За окнами хмуро серело низкое небо. Сеял мелкий затяжной дождь, иногда, при слабых порывах ветра, заливавший стекла балконных дверей с тихим шелестом, подобно волнам прилива. Слегка колыхались длинные и плотные шторы из тяжелого коричневого бархата. В комнате было холодно, освещалась она только нижними лампами, над ними балдахином нависала темнота. Клемент замерз, он добежал до машины с непокрытой головой, и его волосы намокли. Лукас утеплился, надев дорогой закрытый свитер с яркими узорами, много лет назад подаренный ему Клементом. В этом свитере Лукас выглядел моложе и весьма загадочно, напоминая актера, искусно изменившего свой естественный облик.
Лукас глянул на брата и слабо улыбнулся:
– Мой милый Клемент, мы не знаем, что могло бы произойти. Кто может сказать, каковы были мои намерения? Признаюсь, мне трудно описать со всей определенностью то настроение, в котором я пребывал тем летним вечером. Но общие предпосылки сложились в очень далекие времена. Мне всегда хотелось убить тебя. Вся моя жизнь была подготовкой к этому событию. Ревность и ненависть составляют мои самые ранние воспоминания. Мысленно я убивал тебя каждый день. Пожалуйста, не царапай стол.

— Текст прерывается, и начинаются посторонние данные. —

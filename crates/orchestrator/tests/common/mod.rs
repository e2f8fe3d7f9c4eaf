#![allow(dead_code)]

use kernel::{Error, ObjectCloser, ProcessRecord, ProcessTable};
use orchestrator::{Clock, GuardStatus, Reporter, WardenStatus};
use std::collections::HashMap;
use std::io;
use std::path::{Path, PathBuf};
use std::sync::atomic::{AtomicUsize, Ordering};
use std::sync::{Arc, Mutex};
use std::time::{Duration, SystemTime, UNIX_EPOCH};

pub const GUARD_OBJECT: &str = "DiabloII Check For Other Instances";
pub const AGENT_PATH: &str = r"C:\Program Files (x86)\Battle.net\Agent\Agent.exe";

pub fn epoch_plus(secs: u64) -> SystemTime {
    UNIX_EPOCH + Duration::from_secs(secs)
}

#[derive(Debug)]
pub struct FixedClock(Mutex<SystemTime>);

impl FixedClock {
    pub fn new(now: SystemTime) -> Arc<Self> {
        Arc::new(Self(Mutex::new(now)))
    }

    pub fn advance(&self, by: Duration) {
        *self.0.lock().unwrap() += by;
    }
}

impl Clock for FixedClock {
    fn now(&self) -> SystemTime {
        *self.0.lock().unwrap()
    }
}

#[derive(Debug, Clone)]
struct FakeProcess {
    pid: u32,
    name: String,
    created: Option<SystemTime>,
    path: Option<PathBuf>,
}

#[derive(Debug, Default)]
struct Processes {
    running: Vec<FakeProcess>,
    terminated: Vec<u32>,
    launched: Vec<PathBuf>,
    stubborn: Vec<u32>,
    fail_launch: bool,
    fail_snapshot: bool,
    next_pid: u32,
}

/// In-memory process table. Launched processes get a creation time of
/// `launch_time`.
#[derive(Debug)]
pub struct FakeProcesses {
    inner: Mutex<Processes>,
    launch_time: SystemTime,
}

impl FakeProcesses {
    pub fn new(launch_time: SystemTime) -> Arc<Self> {
        Arc::new(Self {
            inner: Mutex::new(Processes {
                next_pid: 9000,
                ..Default::default()
            }),
            launch_time,
        })
    }

    pub fn spawn(&self, pid: u32, name: &str, created: Option<SystemTime>, path: Option<&str>) {
        self.inner.lock().unwrap().running.push(FakeProcess {
            pid,
            name: name.into(),
            created,
            path: path.map(PathBuf::from),
        });
    }

    pub fn refuse_termination(&self, pid: u32) {
        self.inner.lock().unwrap().stubborn.push(pid);
    }

    pub fn fail_launch(&self) {
        self.inner.lock().unwrap().fail_launch = true;
    }

    pub fn fail_snapshot(&self, fail: bool) {
        self.inner.lock().unwrap().fail_snapshot = fail;
    }

    pub fn terminated(&self) -> Vec<u32> {
        self.inner.lock().unwrap().terminated.clone()
    }

    pub fn launched(&self) -> Vec<PathBuf> {
        self.inner.lock().unwrap().launched.clone()
    }

    pub fn pids_named(&self, name: &str) -> Vec<u32> {
        self.inner
            .lock()
            .unwrap()
            .running
            .iter()
            .filter(|process| process.name == name)
            .map(|process| process.pid)
            .collect()
    }
}

impl ProcessTable for FakeProcesses {
    fn snapshot(&self) -> Result<Vec<ProcessRecord>, Error> {
        let inner = self.inner.lock().unwrap();
        if inner.fail_snapshot {
            return Err(Error::Snapshot(io::Error::other("snapshot unavailable")));
        }
        Ok(inner
            .running
            .iter()
            .map(|process| ProcessRecord {
                pid: process.pid,
                name: process.name.clone(),
            })
            .collect())
    }

    fn creation_time(&self, pid: u32) -> Result<SystemTime, Error> {
        self.inner
            .lock()
            .unwrap()
            .running
            .iter()
            .find(|process| process.pid == pid)
            .and_then(|process| process.created)
            .ok_or(Error::Process {
                pid,
                op: "query times of",
                source: io::Error::from(io::ErrorKind::PermissionDenied),
            })
    }

    fn image_path(&self, pid: u32) -> Result<PathBuf, Error> {
        self.inner
            .lock()
            .unwrap()
            .running
            .iter()
            .find(|process| process.pid == pid)
            .and_then(|process| process.path.clone())
            .ok_or(Error::Process {
                pid,
                op: "query image of",
                source: io::Error::from(io::ErrorKind::PermissionDenied),
            })
    }

    fn terminate(&self, pid: u32, _exit_code: u32) -> Result<(), Error> {
        let mut inner = self.inner.lock().unwrap();
        if inner.stubborn.contains(&pid) {
            return Err(Error::Process {
                pid,
                op: "terminate",
                source: io::Error::from(io::ErrorKind::PermissionDenied),
            });
        }
        let before = inner.running.len();
        inner.running.retain(|process| process.pid != pid);
        if inner.running.len() == before {
            return Err(Error::Process {
                pid,
                op: "terminate",
                source: io::Error::from(io::ErrorKind::InvalidInput),
            });
        }
        inner.terminated.push(pid);
        Ok(())
    }

    fn launch(&self, path: &Path) -> Result<u32, Error> {
        let mut inner = self.inner.lock().unwrap();
        if inner.fail_launch {
            return Err(Error::ExecutableMissing(path.to_owned()));
        }
        inner.next_pid += 1;
        let pid = inner.next_pid;
        let name = path
            .to_string_lossy()
            .rsplit(['\\', '/'])
            .next()
            .unwrap_or_default()
            .to_owned();
        inner.running.push(FakeProcess {
            pid,
            name,
            created: Some(self.launch_time),
            path: Some(path.to_owned()),
        });
        inner.launched.push(path.to_owned());
        Ok(pid)
    }
}

/// Closer holding a number of guard handles per pid.
#[derive(Debug, Default)]
pub struct FakeCloser {
    handles: Mutex<HashMap<u32, usize>>,
    calls: AtomicUsize,
}

impl FakeCloser {
    pub fn new() -> Arc<Self> {
        Arc::new(Self::default())
    }

    pub fn give(&self, pid: u32, handles: usize) {
        self.handles.lock().unwrap().insert(pid, handles);
    }

    pub fn calls(&self) -> usize {
        self.calls.load(Ordering::SeqCst)
    }
}

impl ObjectCloser for FakeCloser {
    fn close_by_name(&self, pid: u32, name: &str) -> Result<usize, Error> {
        self.calls.fetch_add(1, Ordering::SeqCst);
        match self.handles.lock().unwrap().remove(&pid) {
            Some(count) if count > 0 => Ok(count),
            _ => Err(Error::NotFound {
                pid,
                name: name.into(),
            }),
        }
    }
}

#[derive(Debug, Default)]
pub struct RecordingReporter {
    pub lines: Mutex<Vec<String>>,
    pub guard: Mutex<Vec<GuardStatus>>,
    pub warden: Mutex<Vec<WardenStatus>>,
}

impl RecordingReporter {
    pub fn new() -> Arc<Self> {
        Arc::new(Self::default())
    }

    pub fn lines(&self) -> Vec<String> {
        self.lines.lock().unwrap().clone()
    }

    pub fn last_guard(&self) -> Option<GuardStatus> {
        self.guard.lock().unwrap().last().cloned()
    }

    pub fn last_warden(&self) -> Option<WardenStatus> {
        self.warden.lock().unwrap().last().cloned()
    }
}

impl Reporter for RecordingReporter {
    fn log(&self, _at: SystemTime, line: &str) {
        self.lines.lock().unwrap().push(line.to_owned());
    }

    fn guard_status(&self, status: &GuardStatus) {
        self.guard.lock().unwrap().push(status.clone());
    }

    fn warden_status(&self, status: &WardenStatus) {
        self.warden.lock().unwrap().push(status.clone());
    }
}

– Мне ужасно жаль, – сказал Клемент, – но это не моя вина.
– Нет, твоя. И не просто потому, что тебе отдали предпочтение. А потому, что ты стал моим мучителем.
– Лук, не терзай мне душу, я же был ребенком.
– Ты был жестоким ребенком. Есть вещи, которые невозможно забыть или простить.
– Удивительно, как это ты не убил меня раньше или заодно с Миром! Но как же ты можешь говорить, что не знаешь, каковы были твои намерения.
– Вероятно, я имею в виду лишь то, что вдруг осознал, что больше не хочу твоей смерти. Во мне самом что-то умерло.
– Твоя ненависть умерла, когда ты ударил его, так что он действительно отдал свою жизнь за меня.
– Не будь таким сентиментальным. Это уж совсем невыносимо. Что же я хотел сказать? Ты мог бы тогда никуда не уходить. Это могла быть просто шутка, розыгрыш, попытка напугать тебя… или своеобразная детская забава, или… ха-ха… садомазохистская любовная сцена! Возможно, нам следовало с самого начала использовать такой вариант!
– Для полиции?
– Ты, давая показания, мог бы сказать, что мы разыгрывали эпизод своеобразной семейной забавы!
– Верно. Со стороны твои действия явно выдавали намерение убийства, но мы же не знали, что за нами кто-то наблюдает.
– Нам не хватило находчивости, жаль, что мы сразу не придумали такую убедительную версию, нам не хватило воображения. Но тут уж ничего не поделаешь. И теперь он хочет наказать меня, не только за его, но и за твое убийство!
– Но ты же не убил никого из нас!
– Он говорит, что я загубил его жизнь. И могу еще погубить твою.
– Лук, я тоже подумал об этом.
Лукас снял свои узкие очки без оправы. Он взглянул на Клемента щелочками темных глаз, втянул узкие губы и бледной миниатюрной рукой зачесал назад маслянисто-черные волосы.
– Ты тратишь мое время, – напомнил он, – Ты пришел, чтобы спросить о чем-то. О чем? Постарайся быть кратким.
– Я пришел рассказать о том, что произошло, и спросить, что мы будем делать дальше!
– Я не знаю. А почему, собственно, нам надо что-то делать? Пусть он предпринимает новые шаги.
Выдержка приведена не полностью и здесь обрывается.